TSS assembly pipeline for Am_EPDnew_001

Introduction

This document provides a technical description of the transcription start site assembly pipeline that was used to generate EPDnew version 001 for A. mellifera.

Source Data

Promoter collection:

Name Genome Assembly Promoters Genes PMID Access data
RefSeq Genes Apr 2011 Amel_4.5/amel5 17735 10727 22121212 SOURCE DOC DATA

Experimental data:

Name Type Samples Tags PMID Access data
Khamis et al., 2015 CAGEscan 16 70,802,351 26073445 SOURCE DOC DATA

Assembly pipeline overview

Description of procedures and intermediate data files

1. Download annotated TSS

Data was downloaded from RefSeq the 20-07-2016. Transcripts have been filtered according to the following rules:
  1. Transcripts of protein coding genes only
  2. Transcripts have a non-empty description field
Gene names were taken from the field "Locus ID". Since the EPD format does not allow gene names longer than 18 characters, we checked whether the names respected this limitation.
A total number of 17735 promoters were selected.

2. RefSeq TSS collection

The RefSeq TSS collection is stored as a tab-deliminated text file conforming to the SGA format under the name:
    amel5TssFromRefSeq.sga
The six fields contain the following information:
  • NCBI/RefSeq chromosome id
  • "TSS"
  • position
  • strand ("+" or "-")
  • "1"
  • Locus ID
Note that the second and forth fields are invariant.

3. Import CAGE data

Data was imported from GEO as SRA file format. Raw sequence files were mapped to amel_4.5 genome using Bowtie. The resulting BAM files were converted to SGA file format using ChIP-Convert.

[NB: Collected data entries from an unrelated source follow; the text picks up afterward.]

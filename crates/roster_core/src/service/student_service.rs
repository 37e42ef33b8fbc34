//! Student registry use-case service.
//!
//! # Responsibility
//! - Reject registrations whose email is already taken.
//! - Reject deletes of ids that are not stored.
//! - Delegate everything else to the repository unchanged.
//!
//! # Invariants
//! - Failed checks perform zero store mutations.
//! - Successful add/delete perform exactly one store mutation.
//!
//! # Concurrency
//! The exists-then-write sequences are not atomic. Two concurrent
//! registrations of one email can both pass `exists_by_email`; the SQLite
//! schema's unique index on `students.email` rejects the second insert, and
//! that rejection is reported as `DuplicateEmail` as well. Repositories
//! without such a constraint do not uphold uniqueness under concurrency.

use crate::model::student::{NewStudent, Student, StudentId};
use crate::repo::student_repo::{RepoError, RepoResult, StudentRepository};
use log::{info, warn};
use std::error::Error;
use std::fmt::{Display, Formatter};

/// Service error for student registry use-cases.
#[derive(Debug)]
pub enum StudentServiceError {
    /// Email is already registered to another student.
    DuplicateEmail(String),
    /// No student is stored under this id.
    StudentNotFound(StudentId),
    /// Persistence-layer failure.
    Repo(RepoError),
}

impl StudentServiceError {
    /// Stable error category for front ends.
    ///
    /// - `bad_request`: caller input conflicts with stored data.
    /// - `not_found`: the addressed student does not exist.
    /// - `store_failure`: anything raised below the service.
    pub fn code(&self) -> &'static str {
        match self {
            Self::DuplicateEmail(_) => "bad_request",
            Self::StudentNotFound(_) => "not_found",
            Self::Repo(_) => "store_failure",
        }
    }
}

impl Display for StudentServiceError {
    fn fmt(&self, f: &mut Formatter<'_>) -> std::fmt::Result {
        match self {
            Self::DuplicateEmail(email) => write!(f, "Email {email} taken"),
            Self::StudentNotFound(id) => write!(f, "Student with id {id} does not exists"),
            Self::Repo(err) => write!(f, "{err}"),
        }
    }
}

impl Error for StudentServiceError {
    fn source(&self) -> Option<&(dyn Error + 'static)> {
        match self {
            Self::Repo(err) => Some(err),
            _ => None,
        }
    }
}

impl From<RepoError> for StudentServiceError {
    fn from(value: RepoError) -> Self {
        match value {
            RepoError::DuplicateEmail(email) => Self::DuplicateEmail(email),
            other => Self::Repo(other),
        }
    }
}

/// Registry service over a student repository.
pub struct StudentService<R: StudentRepository> {
    repo: R,
}

impl<R: StudentRepository> StudentService<R> {
    /// Creates a service using the provided repository implementation.
    pub fn new(repo: R) -> Self {
        Self { repo }
    }

    /// Lists every stored student.
    pub fn get_all_students(&self) -> RepoResult<Vec<Student>> {
        self.repo.find_all()
    }

    /// Gets one student by id.
    pub fn get_student(&self, id: StudentId) -> Result<Student, StudentServiceError> {
        self.repo
            .find_by_id(id)?
            .ok_or(StudentServiceError::StudentNotFound(id))
    }

    /// Registers a student whose email is not yet taken.
    ///
    /// # Errors
    /// - `DuplicateEmail` when the email is already stored; nothing is
    ///   inserted.
    pub fn add_student(&self, student: &NewStudent) -> Result<Student, StudentServiceError> {
        if self.repo.exists_by_email(&student.email)? {
            warn!("event=student_add module=service status=rejected reason=email_taken");
            return Err(StudentServiceError::DuplicateEmail(student.email.clone()));
        }

        let saved = self.repo.insert(student)?;
        info!(
            "event=student_add module=service status=ok student_id={}",
            saved.id
        );
        Ok(saved)
    }

    /// Deletes a stored student.
    ///
    /// # Errors
    /// - `StudentNotFound` when no row has this id; nothing is deleted.
    pub fn delete_student(&self, id: StudentId) -> Result<(), StudentServiceError> {
        if !self.repo.exists_by_id(id)? {
            warn!(
                "event=student_delete module=service status=rejected reason=not_found student_id={id}"
            );
            return Err(StudentServiceError::StudentNotFound(id));
        }

        self.repo.delete_by_id(id)?;
        info!("event=student_delete module=service status=ok student_id={id}");
        Ok(())
    }
}

#[cfg(test)]
mod tests {
    use super::{StudentService, StudentServiceError};
    use crate::db::DbError;
    use crate::model::student::{Gender, NewStudent, Student, StudentId};
    use crate::repo::student_repo::{RepoError, RepoResult, StudentRepository};
    use std::cell::RefCell;

    /// Records every call; `exists_by_email` is true only for `taken_email`.
    #[derive(Default)]
    struct MockStudentRepository {
        taken_email: Option<&'static str>,
        id_exists: bool,
        insert_conflict: bool,
        stored: Vec<Student>,
        find_all_calls: RefCell<u32>,
        email_lookups: RefCell<Vec<String>>,
        inserted: RefCell<Vec<NewStudent>>,
        deleted: RefCell<Vec<StudentId>>,
    }

    impl StudentRepository for MockStudentRepository {
        fn insert(&self, student: &NewStudent) -> RepoResult<Student> {
            self.inserted.borrow_mut().push(student.clone());
            if self.insert_conflict {
                return Err(RepoError::DuplicateEmail(student.email.clone()));
            }
            Ok(Student::from_new(1, student.clone()))
        }

        fn find_all(&self) -> RepoResult<Vec<Student>> {
            *self.find_all_calls.borrow_mut() += 1;
            Ok(self.stored.clone())
        }

        fn find_by_id(&self, id: StudentId) -> RepoResult<Option<Student>> {
            Ok(self.stored.iter().find(|student| student.id == id).cloned())
        }

        fn exists_by_email(&self, email: &str) -> RepoResult<bool> {
            self.email_lookups.borrow_mut().push(email.to_string());
            Ok(self.taken_email == Some(email))
        }

        fn exists_by_id(&self, _id: StudentId) -> RepoResult<bool> {
            Ok(self.id_exists)
        }

        fn delete_by_id(&self, id: StudentId) -> RepoResult<()> {
            self.deleted.borrow_mut().push(id);
            Ok(())
        }
    }

    /// Store whose every call fails at the transport level.
    struct BrokenStudentRepository;

    impl BrokenStudentRepository {
        fn failure<T>() -> RepoResult<T> {
            Err(RepoError::Db(DbError::Sqlite(
                rusqlite::Error::InvalidQuery,
            )))
        }
    }

    impl StudentRepository for BrokenStudentRepository {
        fn insert(&self, _student: &NewStudent) -> RepoResult<Student> {
            Self::failure()
        }
        fn find_all(&self) -> RepoResult<Vec<Student>> {
            Self::failure()
        }
        fn find_by_id(&self, _id: StudentId) -> RepoResult<Option<Student>> {
            Self::failure()
        }
        fn exists_by_email(&self, _email: &str) -> RepoResult<bool> {
            Self::failure()
        }
        fn exists_by_id(&self, _id: StudentId) -> RepoResult<bool> {
            Self::failure()
        }
        fn delete_by_id(&self, _id: StudentId) -> RepoResult<()> {
            Self::failure()
        }
    }

    fn jane() -> NewStudent {
        NewStudent::new("Jane", "jane@gmail.com", Gender::Female).unwrap()
    }

    #[test]
    fn get_all_students_delegates_to_find_all() {
        let stored = vec![Student::from_new(7, jane())];
        let service = StudentService::new(MockStudentRepository {
            stored: stored.clone(),
            ..MockStudentRepository::default()
        });

        assert_eq!(service.get_all_students().unwrap(), stored);
        assert_eq!(*service.repo.find_all_calls.borrow(), 1);
    }

    #[test]
    fn add_student_inserts_given_student_once() {
        let service = StudentService::new(MockStudentRepository::default());
        let student = jane();

        let saved = service.add_student(&student).unwrap();

        let inserted = service.repo.inserted.borrow();
        assert_eq!(inserted.as_slice(), &[student.clone()]);
        assert_eq!(saved, Student::from_new(1, student));
    }

    #[test]
    fn add_student_rejects_taken_email_without_insert() {
        let service = StudentService::new(MockStudentRepository {
            taken_email: Some("jane@gmail.com"),
            ..MockStudentRepository::default()
        });

        let err = service.add_student(&jane()).unwrap_err();

        assert!(matches!(err, StudentServiceError::DuplicateEmail(_)));
        assert!(err.to_string().contains("Email jane@gmail.com taken"));
        assert_eq!(err.code(), "bad_request");
        assert_eq!(
            service.repo.email_lookups.borrow().as_slice(),
            &["jane@gmail.com".to_string()]
        );
        assert!(service.repo.inserted.borrow().is_empty());
    }

    #[test]
    fn add_student_checks_its_own_email_only() {
        let service = StudentService::new(MockStudentRepository {
            taken_email: Some("john@gmail.com"),
            ..MockStudentRepository::default()
        });

        service.add_student(&jane()).unwrap();

        assert_eq!(
            service.repo.email_lookups.borrow().as_slice(),
            &["jane@gmail.com".to_string()]
        );
        assert_eq!(service.repo.inserted.borrow().len(), 1);
    }

    #[test]
    fn add_student_reports_unique_index_conflict_as_duplicate_email() {
        let service = StudentService::new(MockStudentRepository {
            insert_conflict: true,
            ..MockStudentRepository::default()
        });

        let err = service.add_student(&jane()).unwrap_err();
        assert_eq!(err.to_string(), "Email jane@gmail.com taken");
    }

    #[test]
    fn delete_student_deletes_existing_id_once() {
        let service = StudentService::new(MockStudentRepository {
            id_exists: true,
            ..MockStudentRepository::default()
        });

        service.delete_student(10).unwrap();
        assert_eq!(service.repo.deleted.borrow().as_slice(), &[10]);
    }

    #[test]
    fn delete_student_rejects_missing_id_without_delete() {
        let service = StudentService::new(MockStudentRepository::default());

        let err = service.delete_student(10).unwrap_err();

        assert!(matches!(err, StudentServiceError::StudentNotFound(10)));
        assert!(err
            .to_string()
            .contains("Student with id 10 does not exists"));
        assert_eq!(err.code(), "not_found");
        assert!(service.repo.deleted.borrow().is_empty());
    }

    #[test]
    fn get_student_maps_absent_row_to_not_found() {
        let service = StudentService::new(MockStudentRepository::default());
        let err = service.get_student(3).unwrap_err();
        assert!(matches!(err, StudentServiceError::StudentNotFound(3)));
    }

    #[test]
    fn store_failures_propagate_unchanged() {
        let service = StudentService::new(BrokenStudentRepository);

        assert!(matches!(
            service.get_all_students(),
            Err(RepoError::Db(DbError::Sqlite(_)))
        ));

        let add_err = service.add_student(&jane()).unwrap_err();
        assert!(matches!(add_err, StudentServiceError::Repo(RepoError::Db(_))));
        assert_eq!(add_err.code(), "store_failure");
        assert!(std::error::Error::source(&add_err).is_some());

        let delete_err = service.delete_student(1).unwrap_err();
        assert!(matches!(
            delete_err,
            StudentServiceError::Repo(RepoError::Db(_))
        ));
    }
}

5. mRNA 5' tags peak calling

For each individual sample (16), peak calling for the merged file has been carried out using ChIP-Peak on-line tool with the following parameters:
  • Window width = 200
  • Vicinity range = 200
  • Peak refine = Y
  • Count cutoff = 9999999
  • Threshold = 5

6. TSS validation and shifting

Each sample in the collection (mRNA peaks and RefSeq TSS) was then separately processed in a pipeline aiming at validating transcription start sites with mRNA peaks. A RefSeq TSS was experimentally confirmed if an mRNA peak lied in a window of 300 bp around it. The validated TSS was then shifted to the nearest base with the higher tag density.

7. RefSeq not-validated TSS

The total number (summing up all samples) of non experimentally validated TSS was around 10000.

8. Promoter collection for each sample

Each sample in the dataset was used to generate a separate promoter collection. Potentially, the same transcript could be validated by multiple samples and it could have different start sites in different samples. To avoid redundancy, the individual collections were used as input for an additional step in the analysis (Assembly pipeline part B).

9. Merging collections and second TSS selection

The 16 promoter collections were merged into a unique file and further analysed. Transcripts validated by multiple samples could potentially have the TSS set on a broader region and not to single position. To avoid such inconsistency, for each transcript we selected the position that was validated by the larger number of samples as the true TSS.
Different TSSs that belong to the same gene were classified according to their global expression level. The primary TSS of a gene (marked with an '_1' at the end of the ID) always has the highest expression level, followed by all the others in decreasing order of expression (marked with '_2', '_3', etc.).

10. Filtering

TSSs that mapped closed to other TSSs belonging to the same gene (500-bp window) were merged into a unique promoter following the same rule: the promoter that was validated by the highest number of samples was kept.

10. Final EPDnew collection

The 6493 experimentally validated promoters were stored in the EPDnew database, which can be downloaded from our ftp site. Scientists are welcome to use our other tools ChIP-Seq (for correlation analysis) and SSA (for motif analysis around promoters) to analyze the EPDnew database.